Exercise description: Look below for the lines from the one with "assert_eq!(context.velocities().clone_owned(), v_before);" to the one with "assert!(!err.is_structural());", and copy exactly those lines, both ends included.

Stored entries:
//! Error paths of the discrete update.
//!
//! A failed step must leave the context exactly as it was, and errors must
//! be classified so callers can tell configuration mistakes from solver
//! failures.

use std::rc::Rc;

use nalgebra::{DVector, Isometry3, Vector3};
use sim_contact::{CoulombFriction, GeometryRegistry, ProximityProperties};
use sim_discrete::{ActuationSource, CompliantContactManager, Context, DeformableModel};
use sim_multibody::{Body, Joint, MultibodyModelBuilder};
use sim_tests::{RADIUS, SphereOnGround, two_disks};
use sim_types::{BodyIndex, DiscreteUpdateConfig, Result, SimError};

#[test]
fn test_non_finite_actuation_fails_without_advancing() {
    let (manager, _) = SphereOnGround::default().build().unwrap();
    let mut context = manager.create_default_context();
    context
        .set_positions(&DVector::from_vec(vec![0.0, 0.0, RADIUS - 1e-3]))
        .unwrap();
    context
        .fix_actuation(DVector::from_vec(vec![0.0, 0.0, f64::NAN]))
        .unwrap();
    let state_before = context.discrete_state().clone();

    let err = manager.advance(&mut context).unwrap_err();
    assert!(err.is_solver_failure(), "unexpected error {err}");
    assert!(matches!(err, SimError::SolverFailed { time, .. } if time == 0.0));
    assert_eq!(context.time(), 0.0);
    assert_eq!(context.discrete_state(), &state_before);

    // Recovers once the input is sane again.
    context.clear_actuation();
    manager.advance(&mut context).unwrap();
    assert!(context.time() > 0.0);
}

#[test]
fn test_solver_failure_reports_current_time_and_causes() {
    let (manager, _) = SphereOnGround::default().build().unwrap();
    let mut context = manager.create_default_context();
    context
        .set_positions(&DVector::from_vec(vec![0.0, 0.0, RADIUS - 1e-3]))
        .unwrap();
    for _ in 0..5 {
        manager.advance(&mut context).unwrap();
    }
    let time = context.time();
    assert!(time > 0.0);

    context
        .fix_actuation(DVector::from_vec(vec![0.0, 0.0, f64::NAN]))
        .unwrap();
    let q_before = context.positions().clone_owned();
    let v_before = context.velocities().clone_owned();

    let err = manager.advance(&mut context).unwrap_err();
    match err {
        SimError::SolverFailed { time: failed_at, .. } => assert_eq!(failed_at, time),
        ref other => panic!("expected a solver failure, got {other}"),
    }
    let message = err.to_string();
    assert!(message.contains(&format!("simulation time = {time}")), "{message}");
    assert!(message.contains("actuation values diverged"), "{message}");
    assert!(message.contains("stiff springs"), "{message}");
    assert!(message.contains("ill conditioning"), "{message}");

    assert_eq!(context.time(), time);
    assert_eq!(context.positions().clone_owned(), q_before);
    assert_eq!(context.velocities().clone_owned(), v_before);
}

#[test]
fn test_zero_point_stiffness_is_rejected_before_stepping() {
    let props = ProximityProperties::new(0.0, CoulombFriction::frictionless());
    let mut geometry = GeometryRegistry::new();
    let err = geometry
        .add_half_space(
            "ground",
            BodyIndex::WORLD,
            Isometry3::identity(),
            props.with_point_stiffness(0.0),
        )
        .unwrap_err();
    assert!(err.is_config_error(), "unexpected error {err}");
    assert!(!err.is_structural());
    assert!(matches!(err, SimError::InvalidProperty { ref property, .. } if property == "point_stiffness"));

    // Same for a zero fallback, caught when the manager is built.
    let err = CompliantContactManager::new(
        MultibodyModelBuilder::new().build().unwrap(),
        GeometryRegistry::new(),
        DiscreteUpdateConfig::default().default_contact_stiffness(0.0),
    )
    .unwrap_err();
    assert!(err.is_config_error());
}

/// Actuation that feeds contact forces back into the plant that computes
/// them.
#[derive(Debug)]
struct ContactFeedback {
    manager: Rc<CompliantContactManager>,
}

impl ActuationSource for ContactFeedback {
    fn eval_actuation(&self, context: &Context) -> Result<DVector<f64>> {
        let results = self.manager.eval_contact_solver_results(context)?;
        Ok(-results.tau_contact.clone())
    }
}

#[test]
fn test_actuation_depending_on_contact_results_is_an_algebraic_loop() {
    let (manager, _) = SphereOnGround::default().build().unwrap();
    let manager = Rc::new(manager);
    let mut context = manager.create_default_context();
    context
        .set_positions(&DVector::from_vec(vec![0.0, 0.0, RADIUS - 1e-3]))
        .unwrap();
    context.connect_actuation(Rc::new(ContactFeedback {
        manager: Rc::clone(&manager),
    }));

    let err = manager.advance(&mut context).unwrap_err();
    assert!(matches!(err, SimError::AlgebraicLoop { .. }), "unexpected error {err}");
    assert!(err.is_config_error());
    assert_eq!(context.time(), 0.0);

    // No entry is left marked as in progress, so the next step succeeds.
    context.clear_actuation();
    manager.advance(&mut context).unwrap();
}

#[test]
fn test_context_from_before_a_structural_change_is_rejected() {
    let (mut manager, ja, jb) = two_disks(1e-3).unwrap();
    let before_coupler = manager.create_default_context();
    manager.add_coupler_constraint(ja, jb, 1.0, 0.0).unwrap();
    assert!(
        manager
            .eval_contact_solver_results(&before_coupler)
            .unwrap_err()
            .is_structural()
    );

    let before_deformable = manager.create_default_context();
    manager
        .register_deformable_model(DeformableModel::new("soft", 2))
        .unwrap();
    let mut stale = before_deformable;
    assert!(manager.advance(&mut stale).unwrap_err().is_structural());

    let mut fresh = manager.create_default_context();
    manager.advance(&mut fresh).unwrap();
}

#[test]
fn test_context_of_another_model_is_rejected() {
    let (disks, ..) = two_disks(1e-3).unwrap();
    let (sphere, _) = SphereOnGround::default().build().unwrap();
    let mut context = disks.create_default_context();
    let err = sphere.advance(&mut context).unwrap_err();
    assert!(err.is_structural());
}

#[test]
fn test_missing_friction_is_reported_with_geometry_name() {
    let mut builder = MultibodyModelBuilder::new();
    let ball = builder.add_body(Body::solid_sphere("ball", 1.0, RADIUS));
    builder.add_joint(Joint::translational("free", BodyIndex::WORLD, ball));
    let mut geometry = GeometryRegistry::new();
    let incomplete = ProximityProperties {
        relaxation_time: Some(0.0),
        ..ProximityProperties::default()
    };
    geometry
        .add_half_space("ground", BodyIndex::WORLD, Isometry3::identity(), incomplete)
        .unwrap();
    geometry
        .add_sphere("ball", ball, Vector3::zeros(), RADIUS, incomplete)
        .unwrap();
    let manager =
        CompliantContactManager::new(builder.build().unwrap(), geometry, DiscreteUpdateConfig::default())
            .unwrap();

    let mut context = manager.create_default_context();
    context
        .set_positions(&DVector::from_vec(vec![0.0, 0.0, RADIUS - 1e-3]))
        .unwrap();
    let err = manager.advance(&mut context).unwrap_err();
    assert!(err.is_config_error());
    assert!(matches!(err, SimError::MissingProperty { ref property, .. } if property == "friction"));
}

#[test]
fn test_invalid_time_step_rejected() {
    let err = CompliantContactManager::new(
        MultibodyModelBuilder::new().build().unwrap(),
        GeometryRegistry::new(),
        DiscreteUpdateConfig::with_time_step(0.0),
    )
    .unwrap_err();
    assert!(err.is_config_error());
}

Solution to the exercise:
    assert_eq!(context.velocities().clone_owned(), v_before);
}

#[test]
fn test_zero_point_stiffness_is_rejected_before_stepping() {
    let props = ProximityProperties::new(0.0, CoulombFriction::frictionless());
    let mut geometry = GeometryRegistry::new();
    let err = geometry
        .add_half_space(
            "ground",
            BodyIndex::WORLD,
            Isometry3::identity(),
            props.with_point_stiffness(0.0),
        )
        .unwrap_err();
    assert!(err.is_config_error(), "unexpected error {err}");
    assert!(!err.is_structural());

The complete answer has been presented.